- **Prompt**
Could you say how many lines below contain the word "invoices"? Give the number with no other text.

Input material section start

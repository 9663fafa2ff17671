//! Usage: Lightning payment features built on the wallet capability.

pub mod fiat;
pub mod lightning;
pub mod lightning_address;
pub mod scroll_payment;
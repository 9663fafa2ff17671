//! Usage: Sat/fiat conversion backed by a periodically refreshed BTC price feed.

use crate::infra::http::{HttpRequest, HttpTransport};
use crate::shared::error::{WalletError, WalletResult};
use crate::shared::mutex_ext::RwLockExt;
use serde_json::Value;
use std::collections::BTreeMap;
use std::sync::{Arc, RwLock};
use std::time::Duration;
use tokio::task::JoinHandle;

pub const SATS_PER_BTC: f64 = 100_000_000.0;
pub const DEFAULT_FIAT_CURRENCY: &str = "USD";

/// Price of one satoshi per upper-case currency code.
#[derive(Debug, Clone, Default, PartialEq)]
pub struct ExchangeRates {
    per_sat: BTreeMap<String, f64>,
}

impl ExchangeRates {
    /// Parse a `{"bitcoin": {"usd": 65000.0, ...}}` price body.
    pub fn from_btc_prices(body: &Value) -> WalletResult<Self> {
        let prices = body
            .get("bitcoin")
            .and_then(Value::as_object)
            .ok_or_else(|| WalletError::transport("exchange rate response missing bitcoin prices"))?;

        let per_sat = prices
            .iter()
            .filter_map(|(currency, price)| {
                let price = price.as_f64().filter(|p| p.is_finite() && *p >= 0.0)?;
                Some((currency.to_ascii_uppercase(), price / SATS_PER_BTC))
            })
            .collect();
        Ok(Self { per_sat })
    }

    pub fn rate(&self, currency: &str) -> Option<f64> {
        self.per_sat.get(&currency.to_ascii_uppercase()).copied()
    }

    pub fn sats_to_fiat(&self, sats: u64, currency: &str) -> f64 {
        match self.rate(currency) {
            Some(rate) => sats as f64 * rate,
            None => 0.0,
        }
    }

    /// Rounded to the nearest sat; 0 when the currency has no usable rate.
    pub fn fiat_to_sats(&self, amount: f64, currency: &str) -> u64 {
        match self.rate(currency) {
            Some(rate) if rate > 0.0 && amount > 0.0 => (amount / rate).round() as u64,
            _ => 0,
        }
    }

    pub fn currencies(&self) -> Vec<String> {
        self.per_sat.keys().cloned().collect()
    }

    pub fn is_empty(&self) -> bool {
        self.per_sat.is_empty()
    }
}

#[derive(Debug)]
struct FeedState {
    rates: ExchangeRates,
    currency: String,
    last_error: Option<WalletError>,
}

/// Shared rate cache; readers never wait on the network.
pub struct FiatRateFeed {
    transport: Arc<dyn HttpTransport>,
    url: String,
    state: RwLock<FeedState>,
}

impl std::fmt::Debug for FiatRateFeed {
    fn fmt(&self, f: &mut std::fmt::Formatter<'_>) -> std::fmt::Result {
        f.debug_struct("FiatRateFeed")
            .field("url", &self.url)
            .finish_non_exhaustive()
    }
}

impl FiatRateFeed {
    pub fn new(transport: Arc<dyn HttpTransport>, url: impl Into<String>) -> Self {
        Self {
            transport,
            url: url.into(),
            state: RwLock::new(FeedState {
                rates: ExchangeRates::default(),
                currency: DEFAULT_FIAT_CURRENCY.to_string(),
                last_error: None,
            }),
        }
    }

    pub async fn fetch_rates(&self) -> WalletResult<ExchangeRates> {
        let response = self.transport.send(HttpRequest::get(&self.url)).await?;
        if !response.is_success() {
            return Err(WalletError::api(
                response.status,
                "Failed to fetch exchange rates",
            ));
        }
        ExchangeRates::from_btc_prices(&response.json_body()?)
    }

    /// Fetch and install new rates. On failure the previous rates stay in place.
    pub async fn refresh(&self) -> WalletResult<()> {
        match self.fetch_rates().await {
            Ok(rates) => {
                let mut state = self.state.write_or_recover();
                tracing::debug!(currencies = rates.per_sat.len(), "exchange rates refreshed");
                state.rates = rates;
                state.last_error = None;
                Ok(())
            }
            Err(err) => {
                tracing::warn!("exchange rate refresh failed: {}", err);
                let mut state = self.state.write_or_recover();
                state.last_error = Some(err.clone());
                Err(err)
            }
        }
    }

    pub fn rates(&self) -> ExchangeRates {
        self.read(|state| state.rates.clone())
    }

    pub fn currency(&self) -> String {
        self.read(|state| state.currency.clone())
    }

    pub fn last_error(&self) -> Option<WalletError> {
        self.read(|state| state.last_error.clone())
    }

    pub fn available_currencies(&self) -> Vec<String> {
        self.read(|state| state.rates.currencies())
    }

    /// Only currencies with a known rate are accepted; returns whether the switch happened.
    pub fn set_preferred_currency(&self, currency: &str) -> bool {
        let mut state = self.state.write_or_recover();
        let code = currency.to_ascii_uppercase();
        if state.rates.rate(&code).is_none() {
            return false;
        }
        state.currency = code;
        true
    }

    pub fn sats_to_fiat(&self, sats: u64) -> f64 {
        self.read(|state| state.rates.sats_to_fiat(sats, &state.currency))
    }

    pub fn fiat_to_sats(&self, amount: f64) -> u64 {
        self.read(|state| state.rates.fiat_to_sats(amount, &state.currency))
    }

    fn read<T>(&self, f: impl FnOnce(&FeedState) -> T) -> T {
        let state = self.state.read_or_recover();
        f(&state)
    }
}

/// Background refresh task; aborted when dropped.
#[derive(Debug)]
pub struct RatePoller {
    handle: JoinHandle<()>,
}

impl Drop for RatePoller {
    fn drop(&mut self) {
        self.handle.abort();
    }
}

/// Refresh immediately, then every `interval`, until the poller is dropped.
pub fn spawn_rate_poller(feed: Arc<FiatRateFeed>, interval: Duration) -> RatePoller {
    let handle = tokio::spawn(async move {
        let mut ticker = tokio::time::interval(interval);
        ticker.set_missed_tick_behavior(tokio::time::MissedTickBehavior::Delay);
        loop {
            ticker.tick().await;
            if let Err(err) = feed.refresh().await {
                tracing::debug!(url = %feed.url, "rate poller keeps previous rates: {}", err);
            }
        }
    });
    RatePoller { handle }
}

Input material section end
Input material section start

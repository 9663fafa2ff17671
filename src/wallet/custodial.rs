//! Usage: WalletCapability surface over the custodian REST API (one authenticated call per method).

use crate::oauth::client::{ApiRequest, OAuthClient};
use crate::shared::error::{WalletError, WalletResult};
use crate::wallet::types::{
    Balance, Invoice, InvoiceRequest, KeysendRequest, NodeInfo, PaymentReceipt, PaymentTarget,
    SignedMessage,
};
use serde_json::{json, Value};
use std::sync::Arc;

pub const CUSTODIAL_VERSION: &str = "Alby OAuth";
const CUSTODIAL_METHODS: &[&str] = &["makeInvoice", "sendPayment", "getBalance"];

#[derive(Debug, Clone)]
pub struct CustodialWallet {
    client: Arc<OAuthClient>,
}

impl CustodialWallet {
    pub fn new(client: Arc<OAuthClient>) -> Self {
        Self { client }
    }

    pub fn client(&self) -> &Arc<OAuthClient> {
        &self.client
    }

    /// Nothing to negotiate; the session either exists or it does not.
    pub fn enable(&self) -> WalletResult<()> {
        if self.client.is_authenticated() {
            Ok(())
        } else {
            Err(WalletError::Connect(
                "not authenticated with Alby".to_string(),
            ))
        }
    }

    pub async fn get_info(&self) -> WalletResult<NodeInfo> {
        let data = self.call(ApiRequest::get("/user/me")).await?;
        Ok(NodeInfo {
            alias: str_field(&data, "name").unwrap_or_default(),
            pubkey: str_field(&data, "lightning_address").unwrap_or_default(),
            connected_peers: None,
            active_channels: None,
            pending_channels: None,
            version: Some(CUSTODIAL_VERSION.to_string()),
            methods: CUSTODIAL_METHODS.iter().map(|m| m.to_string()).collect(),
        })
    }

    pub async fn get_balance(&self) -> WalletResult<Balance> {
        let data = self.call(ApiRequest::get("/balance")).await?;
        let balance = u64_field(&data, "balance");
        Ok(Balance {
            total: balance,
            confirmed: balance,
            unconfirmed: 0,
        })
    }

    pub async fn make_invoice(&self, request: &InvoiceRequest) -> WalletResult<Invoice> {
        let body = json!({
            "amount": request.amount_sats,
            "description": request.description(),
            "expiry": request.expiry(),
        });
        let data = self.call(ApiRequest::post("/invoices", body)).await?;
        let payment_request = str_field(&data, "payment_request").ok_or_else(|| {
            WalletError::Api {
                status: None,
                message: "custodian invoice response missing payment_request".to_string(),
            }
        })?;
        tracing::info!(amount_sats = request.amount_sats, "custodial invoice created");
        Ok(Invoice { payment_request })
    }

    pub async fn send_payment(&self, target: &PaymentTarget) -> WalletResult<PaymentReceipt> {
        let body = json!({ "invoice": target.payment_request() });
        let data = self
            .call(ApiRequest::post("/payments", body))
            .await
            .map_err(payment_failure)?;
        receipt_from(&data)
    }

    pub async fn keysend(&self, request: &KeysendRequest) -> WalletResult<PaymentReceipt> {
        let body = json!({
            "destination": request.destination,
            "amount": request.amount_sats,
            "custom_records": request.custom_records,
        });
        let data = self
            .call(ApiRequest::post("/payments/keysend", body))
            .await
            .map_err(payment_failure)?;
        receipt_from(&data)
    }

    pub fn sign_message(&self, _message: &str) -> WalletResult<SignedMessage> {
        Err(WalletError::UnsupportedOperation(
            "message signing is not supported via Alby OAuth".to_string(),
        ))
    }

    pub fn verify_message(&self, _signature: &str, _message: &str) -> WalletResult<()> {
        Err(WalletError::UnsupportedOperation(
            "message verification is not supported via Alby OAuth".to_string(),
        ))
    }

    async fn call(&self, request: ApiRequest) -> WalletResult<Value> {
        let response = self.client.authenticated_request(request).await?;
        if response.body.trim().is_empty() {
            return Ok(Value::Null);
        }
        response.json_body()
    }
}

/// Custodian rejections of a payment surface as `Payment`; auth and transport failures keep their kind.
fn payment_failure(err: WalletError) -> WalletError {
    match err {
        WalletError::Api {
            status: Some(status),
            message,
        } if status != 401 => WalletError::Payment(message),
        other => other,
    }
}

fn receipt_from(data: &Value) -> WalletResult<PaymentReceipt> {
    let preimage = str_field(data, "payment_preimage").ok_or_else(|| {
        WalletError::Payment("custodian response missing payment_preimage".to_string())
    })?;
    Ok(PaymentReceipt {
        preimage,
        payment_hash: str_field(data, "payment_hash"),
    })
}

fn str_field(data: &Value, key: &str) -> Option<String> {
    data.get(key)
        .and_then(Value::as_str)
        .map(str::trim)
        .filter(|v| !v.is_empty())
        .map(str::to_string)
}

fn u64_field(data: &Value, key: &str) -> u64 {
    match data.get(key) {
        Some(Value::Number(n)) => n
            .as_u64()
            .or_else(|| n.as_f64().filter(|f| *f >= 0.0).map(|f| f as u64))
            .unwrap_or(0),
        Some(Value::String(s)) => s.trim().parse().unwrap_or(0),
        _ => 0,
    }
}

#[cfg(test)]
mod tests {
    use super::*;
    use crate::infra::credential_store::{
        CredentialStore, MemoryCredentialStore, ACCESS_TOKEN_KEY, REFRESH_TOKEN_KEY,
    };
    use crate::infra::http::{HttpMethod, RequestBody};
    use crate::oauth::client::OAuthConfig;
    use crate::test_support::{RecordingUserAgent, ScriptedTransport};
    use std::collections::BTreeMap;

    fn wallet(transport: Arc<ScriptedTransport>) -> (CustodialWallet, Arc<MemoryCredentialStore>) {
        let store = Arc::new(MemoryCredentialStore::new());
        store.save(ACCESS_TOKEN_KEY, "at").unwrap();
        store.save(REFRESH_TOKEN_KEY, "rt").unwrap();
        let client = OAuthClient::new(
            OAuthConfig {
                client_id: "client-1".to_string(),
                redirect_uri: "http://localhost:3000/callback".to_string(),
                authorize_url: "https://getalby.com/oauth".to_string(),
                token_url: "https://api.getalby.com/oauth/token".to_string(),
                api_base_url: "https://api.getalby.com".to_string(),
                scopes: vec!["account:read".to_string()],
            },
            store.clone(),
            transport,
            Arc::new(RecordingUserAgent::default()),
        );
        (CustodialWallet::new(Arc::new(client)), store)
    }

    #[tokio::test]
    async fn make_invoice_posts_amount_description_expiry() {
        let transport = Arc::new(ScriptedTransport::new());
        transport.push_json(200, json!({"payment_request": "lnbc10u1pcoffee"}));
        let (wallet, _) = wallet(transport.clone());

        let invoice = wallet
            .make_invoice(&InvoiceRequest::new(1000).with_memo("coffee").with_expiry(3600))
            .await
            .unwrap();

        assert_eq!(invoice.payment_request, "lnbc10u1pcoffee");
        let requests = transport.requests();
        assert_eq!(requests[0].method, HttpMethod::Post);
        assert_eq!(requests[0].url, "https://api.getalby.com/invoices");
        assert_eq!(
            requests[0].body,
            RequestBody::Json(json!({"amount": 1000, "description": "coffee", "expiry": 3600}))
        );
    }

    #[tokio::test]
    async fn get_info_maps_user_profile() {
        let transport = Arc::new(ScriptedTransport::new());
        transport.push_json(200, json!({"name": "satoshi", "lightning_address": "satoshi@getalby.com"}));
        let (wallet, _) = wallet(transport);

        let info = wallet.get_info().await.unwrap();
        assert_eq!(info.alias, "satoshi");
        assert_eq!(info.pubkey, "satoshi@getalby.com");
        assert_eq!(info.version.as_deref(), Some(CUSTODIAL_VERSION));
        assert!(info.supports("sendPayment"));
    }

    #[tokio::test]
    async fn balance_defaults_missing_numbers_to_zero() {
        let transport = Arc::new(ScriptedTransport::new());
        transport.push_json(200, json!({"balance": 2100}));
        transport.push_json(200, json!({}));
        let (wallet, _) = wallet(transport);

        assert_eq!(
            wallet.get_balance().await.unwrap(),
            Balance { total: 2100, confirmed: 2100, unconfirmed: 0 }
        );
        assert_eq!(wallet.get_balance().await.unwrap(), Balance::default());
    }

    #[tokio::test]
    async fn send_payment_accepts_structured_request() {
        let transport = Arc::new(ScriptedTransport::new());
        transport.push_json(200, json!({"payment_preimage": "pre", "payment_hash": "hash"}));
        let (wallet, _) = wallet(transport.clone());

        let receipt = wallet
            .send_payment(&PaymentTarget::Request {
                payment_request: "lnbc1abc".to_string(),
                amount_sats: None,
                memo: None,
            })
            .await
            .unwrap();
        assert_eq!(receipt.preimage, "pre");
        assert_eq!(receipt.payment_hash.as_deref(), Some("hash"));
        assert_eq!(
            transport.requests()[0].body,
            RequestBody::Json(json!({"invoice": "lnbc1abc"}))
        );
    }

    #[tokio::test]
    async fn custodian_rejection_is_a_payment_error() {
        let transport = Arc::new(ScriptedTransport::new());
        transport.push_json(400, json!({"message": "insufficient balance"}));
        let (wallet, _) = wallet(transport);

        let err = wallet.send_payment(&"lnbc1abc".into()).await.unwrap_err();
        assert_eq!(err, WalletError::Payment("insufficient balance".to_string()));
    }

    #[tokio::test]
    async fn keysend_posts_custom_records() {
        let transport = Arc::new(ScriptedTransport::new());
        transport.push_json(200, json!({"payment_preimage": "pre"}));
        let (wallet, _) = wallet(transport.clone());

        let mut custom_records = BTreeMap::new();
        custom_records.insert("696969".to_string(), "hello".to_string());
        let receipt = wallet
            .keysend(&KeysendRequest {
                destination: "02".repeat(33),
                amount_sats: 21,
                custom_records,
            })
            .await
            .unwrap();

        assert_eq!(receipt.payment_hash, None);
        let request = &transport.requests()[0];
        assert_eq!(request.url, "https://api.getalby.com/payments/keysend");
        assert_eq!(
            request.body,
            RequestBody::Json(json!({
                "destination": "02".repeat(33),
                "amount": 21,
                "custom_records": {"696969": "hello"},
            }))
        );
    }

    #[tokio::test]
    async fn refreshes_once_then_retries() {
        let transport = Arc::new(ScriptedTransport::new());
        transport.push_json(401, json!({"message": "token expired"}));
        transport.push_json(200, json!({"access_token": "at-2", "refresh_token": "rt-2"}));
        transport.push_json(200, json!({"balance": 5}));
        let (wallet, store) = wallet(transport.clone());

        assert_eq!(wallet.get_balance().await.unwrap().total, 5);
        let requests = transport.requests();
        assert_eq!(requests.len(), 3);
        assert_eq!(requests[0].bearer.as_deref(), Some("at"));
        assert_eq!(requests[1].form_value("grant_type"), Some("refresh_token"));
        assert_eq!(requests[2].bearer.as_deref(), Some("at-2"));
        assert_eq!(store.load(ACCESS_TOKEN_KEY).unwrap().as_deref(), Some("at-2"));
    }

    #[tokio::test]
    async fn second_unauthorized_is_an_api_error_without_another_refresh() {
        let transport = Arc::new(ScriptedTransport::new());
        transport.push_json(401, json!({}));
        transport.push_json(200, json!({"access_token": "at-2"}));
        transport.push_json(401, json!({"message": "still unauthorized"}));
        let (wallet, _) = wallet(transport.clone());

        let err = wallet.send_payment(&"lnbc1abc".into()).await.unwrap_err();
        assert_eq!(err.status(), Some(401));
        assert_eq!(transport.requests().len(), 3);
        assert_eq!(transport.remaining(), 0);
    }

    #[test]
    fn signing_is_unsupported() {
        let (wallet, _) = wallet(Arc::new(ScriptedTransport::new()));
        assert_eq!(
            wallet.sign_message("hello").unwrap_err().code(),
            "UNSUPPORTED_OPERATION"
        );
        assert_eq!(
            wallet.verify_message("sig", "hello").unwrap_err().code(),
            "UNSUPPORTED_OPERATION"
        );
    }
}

Input material section end
Input material section start

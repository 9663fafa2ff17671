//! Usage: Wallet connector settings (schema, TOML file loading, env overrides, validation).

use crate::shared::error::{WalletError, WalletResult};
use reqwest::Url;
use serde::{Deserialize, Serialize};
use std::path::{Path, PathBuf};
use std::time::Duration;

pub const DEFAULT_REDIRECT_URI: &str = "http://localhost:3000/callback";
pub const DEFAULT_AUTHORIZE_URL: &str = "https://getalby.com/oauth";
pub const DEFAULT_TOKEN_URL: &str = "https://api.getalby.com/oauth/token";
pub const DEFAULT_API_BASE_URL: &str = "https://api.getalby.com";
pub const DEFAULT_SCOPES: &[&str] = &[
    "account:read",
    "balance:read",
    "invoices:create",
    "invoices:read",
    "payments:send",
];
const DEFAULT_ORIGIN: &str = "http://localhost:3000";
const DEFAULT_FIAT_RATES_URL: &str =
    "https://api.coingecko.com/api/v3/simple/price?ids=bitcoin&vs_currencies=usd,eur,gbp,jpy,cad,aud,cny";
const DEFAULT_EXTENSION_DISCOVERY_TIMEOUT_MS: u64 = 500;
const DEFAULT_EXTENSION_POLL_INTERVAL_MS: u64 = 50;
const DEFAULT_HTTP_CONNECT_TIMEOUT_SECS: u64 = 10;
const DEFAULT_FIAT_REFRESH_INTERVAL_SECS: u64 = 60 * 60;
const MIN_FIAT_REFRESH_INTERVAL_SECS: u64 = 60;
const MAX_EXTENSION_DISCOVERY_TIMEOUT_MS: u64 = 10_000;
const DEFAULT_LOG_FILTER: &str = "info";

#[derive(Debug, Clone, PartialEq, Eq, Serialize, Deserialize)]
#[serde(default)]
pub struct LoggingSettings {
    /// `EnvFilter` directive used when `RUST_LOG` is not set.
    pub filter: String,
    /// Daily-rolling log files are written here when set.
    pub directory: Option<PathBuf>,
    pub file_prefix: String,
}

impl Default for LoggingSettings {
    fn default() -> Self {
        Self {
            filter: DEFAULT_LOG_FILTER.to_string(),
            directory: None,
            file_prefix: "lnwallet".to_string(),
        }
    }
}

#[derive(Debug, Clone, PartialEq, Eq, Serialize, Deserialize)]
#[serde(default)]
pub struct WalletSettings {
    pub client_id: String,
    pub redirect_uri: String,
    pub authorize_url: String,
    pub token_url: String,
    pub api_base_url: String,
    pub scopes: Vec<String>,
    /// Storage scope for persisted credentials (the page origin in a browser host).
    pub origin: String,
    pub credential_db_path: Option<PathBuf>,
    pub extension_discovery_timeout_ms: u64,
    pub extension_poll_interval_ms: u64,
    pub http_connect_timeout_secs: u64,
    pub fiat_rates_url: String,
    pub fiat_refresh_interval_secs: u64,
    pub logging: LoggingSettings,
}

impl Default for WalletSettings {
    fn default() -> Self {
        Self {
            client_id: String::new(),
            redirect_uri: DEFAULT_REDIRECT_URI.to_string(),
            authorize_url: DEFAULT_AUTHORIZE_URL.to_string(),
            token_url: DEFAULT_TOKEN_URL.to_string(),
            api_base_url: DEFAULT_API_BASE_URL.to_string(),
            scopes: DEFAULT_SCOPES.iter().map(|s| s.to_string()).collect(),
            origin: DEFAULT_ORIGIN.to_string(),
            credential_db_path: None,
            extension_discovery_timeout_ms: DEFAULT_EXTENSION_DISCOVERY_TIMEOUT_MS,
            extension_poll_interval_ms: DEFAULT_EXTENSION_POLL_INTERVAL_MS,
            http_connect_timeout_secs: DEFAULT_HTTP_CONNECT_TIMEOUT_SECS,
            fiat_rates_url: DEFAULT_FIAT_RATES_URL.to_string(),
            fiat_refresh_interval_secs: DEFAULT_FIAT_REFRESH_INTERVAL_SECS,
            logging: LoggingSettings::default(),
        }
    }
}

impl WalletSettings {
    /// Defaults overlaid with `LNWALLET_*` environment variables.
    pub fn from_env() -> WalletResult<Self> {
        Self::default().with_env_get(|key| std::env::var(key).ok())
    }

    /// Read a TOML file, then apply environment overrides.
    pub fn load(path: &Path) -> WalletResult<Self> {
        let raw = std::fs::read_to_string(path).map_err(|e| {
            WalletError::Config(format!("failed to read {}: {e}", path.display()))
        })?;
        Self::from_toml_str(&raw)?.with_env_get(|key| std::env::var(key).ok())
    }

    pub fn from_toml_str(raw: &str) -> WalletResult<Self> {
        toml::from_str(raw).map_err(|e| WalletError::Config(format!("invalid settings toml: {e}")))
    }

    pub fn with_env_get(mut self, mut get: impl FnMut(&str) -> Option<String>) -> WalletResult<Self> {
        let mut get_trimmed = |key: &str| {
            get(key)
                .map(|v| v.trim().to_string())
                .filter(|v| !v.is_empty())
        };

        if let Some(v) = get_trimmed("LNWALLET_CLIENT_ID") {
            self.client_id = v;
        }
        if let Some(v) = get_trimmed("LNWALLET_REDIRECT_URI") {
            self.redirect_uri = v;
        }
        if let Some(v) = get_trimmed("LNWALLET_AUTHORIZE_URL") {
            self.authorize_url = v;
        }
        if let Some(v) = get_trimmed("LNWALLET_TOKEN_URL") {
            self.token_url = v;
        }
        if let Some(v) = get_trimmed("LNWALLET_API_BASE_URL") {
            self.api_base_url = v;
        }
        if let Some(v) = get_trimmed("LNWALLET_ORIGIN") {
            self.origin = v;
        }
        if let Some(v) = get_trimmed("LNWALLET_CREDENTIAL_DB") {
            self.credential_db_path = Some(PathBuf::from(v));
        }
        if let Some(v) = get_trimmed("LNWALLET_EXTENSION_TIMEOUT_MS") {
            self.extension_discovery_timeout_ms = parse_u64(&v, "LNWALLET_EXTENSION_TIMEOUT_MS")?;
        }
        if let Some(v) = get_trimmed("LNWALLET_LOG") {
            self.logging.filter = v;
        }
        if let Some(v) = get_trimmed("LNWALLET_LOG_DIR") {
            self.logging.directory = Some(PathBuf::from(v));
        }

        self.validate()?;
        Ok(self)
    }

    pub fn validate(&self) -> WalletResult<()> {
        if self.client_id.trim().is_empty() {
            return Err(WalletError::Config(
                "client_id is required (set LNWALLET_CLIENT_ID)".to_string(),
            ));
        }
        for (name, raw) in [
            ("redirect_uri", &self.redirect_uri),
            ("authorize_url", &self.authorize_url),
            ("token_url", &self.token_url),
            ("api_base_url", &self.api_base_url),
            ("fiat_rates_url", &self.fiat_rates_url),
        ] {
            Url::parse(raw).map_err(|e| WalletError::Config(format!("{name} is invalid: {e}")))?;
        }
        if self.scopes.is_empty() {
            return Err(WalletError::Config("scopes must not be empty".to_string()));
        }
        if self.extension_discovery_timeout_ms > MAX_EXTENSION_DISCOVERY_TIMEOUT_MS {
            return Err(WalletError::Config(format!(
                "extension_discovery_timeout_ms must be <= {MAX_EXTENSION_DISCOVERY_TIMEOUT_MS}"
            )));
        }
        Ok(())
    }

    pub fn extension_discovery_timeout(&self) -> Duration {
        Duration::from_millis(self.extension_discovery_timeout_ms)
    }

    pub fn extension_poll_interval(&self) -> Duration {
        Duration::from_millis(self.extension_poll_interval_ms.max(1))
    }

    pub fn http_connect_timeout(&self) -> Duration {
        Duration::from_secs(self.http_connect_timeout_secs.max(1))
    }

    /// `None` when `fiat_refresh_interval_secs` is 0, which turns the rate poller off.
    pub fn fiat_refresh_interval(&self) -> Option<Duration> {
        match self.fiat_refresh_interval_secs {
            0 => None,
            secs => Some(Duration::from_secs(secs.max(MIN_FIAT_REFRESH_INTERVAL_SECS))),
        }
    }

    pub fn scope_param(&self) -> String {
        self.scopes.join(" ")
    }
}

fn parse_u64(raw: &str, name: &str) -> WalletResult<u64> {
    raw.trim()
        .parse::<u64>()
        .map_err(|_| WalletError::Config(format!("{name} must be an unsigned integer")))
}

Input material section end

- **Result of this exercise**
4